Along plate boundaries characterized by oblique convergence, earthquake slip vectors are commonly rotated toward the normal of the trench with respect to predicted plate motion vectors Consequently, relative plate motion along such convergent margins must be partitioned between displacements along the thrust plate interface and deformation within the forearc and back-arc regions. The deformation behind the trench may take the form of strike-slip motion, back-arc extension, or some combination of both. We observe from our analysis of the Harvard Moment Tensor Catalog that convergent arcs characterized by back-arc spreading, specifically the Marianas and New Hebrides, are characterized by a large degree of slip partitioning. However, the observed rates, directions, and location of back-arc spreading are not sufficient to account for degree of partitioning observed along the respective arcs, implying that the oblique component of subduction is also accommodated in part by shearing of the overriding plate.

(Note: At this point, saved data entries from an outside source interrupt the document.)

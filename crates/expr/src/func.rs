use crate::EvalError;

/// The allow-list of functions an expression may call.
///
/// Each takes one argument. `log` is the natural logarithm, matching `ln`.
#[derive(Debug, Clone, Copy, PartialEq, Eq)]
pub enum Func {
    Sin,
    Cos,
    Tan,
    Asin,
    Acos,
    Atan,
    Sinh,
    Cosh,
    Tanh,
    Exp,
    Ln,
    Log10,
    Log2,
    Sqrt,
    Cbrt,
    Abs,
}

impl Func {
    const ALL: [Func; 16] = [
        Func::Sin,
        Func::Cos,
        Func::Tan,
        Func::Asin,
        Func::Acos,
        Func::Atan,
        Func::Sinh,
        Func::Cosh,
        Func::Tanh,
        Func::Exp,
        Func::Ln,
        Func::Log10,
        Func::Log2,
        Func::Sqrt,
        Func::Cbrt,
        Func::Abs,
    ];

    /// Looks up a function by name.
    #[must_use]
    pub fn from_name(name: &str) -> Option<Self> {
        if name == "log" {
            return Some(Func::Ln);
        }
        Self::ALL.into_iter().find(|func| func.name() == name)
    }

    /// Returns the canonical name of the function.
    #[must_use]
    pub fn name(self) -> &'static str {
        match self {
            Func::Sin => "sin",
            Func::Cos => "cos",
            Func::Tan => "tan",
            Func::Asin => "asin",
            Func::Acos => "acos",
            Func::Atan => "atan",
            Func::Sinh => "sinh",
            Func::Cosh => "cosh",
            Func::Tanh => "tanh",
            Func::Exp => "exp",
            Func::Ln => "ln",
            Func::Log10 => "log10",
            Func::Log2 => "log2",
            Func::Sqrt => "sqrt",
            Func::Cbrt => "cbrt",
            Func::Abs => "abs",
        }
    }

    /// Applies the function, rejecting arguments outside its real domain.
    ///
    /// # Errors
    ///
    /// Returns [`EvalError::Domain`] for arguments outside the domain and
    /// [`EvalError::Overflow`] when the result is not finite.
    pub fn apply(self, arg: f64) -> Result<f64, EvalError> {
        let domain_error = || EvalError::Domain {
            function: self.name(),
            arg,
        };

        let value = match self {
            Func::Sin => arg.sin(),
            Func::Cos => arg.cos(),
            Func::Tan => arg.tan(),
            Func::Asin | Func::Acos if !(-1.0..=1.0).contains(&arg) => return Err(domain_error()),
            Func::Asin => arg.asin(),
            Func::Acos => arg.acos(),
            Func::Atan => arg.atan(),
            Func::Sinh => arg.sinh(),
            Func::Cosh => arg.cosh(),
            Func::Tanh => arg.tanh(),
            Func::Exp => arg.exp(),
            Func::Ln | Func::Log10 | Func::Log2 if arg <= 0.0 => return Err(domain_error()),
            Func::Ln => arg.ln(),
            Func::Log10 => arg.log10(),
            Func::Log2 => arg.log2(),
            Func::Sqrt if arg < 0.0 => return Err(domain_error()),
            Func::Sqrt => arg.sqrt(),
            Func::Cbrt => arg.cbrt(),
            Func::Abs => arg.abs(),
        };

        if value.is_finite() || !arg.is_finite() {
            Ok(value)
        } else {
            Err(EvalError::Overflow(self.name()))
        }
    }
}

In the case of the Sumatran arc, where partitioning is accommodated by strike-slip faulting in the overriding plate, the degree of partitioning is similar to that observed along the Marianas, but the result is viewed with caution because it is based on a predicted plate motion vector that is based on locally derived earthquake slip vectors. In the case of the Alaskan-Aleutian arc, where back-arc spreading is also absent, the degree of partitioning is less and rotation of slip vectors toward the trench normal appears to increase linearly as a function of the obliquity of convergence. If partitioning in the Alaskan-Aleutian arc is accommodated by strike-slip faulting within the upper plate. the positive relationship between obliquity of convergence and the rotation of earthquake slip vectors to the trench normal may reflect that either (1) the ratio of the depth extent of strike-slip faults behind the trench Z(s) to the subduction thrust Z(t) increases westward along the arc, (2) the dip of the subduction thrust increases westward along the arc, or (3) the strength of the subduction thrust decreases westward along the arc.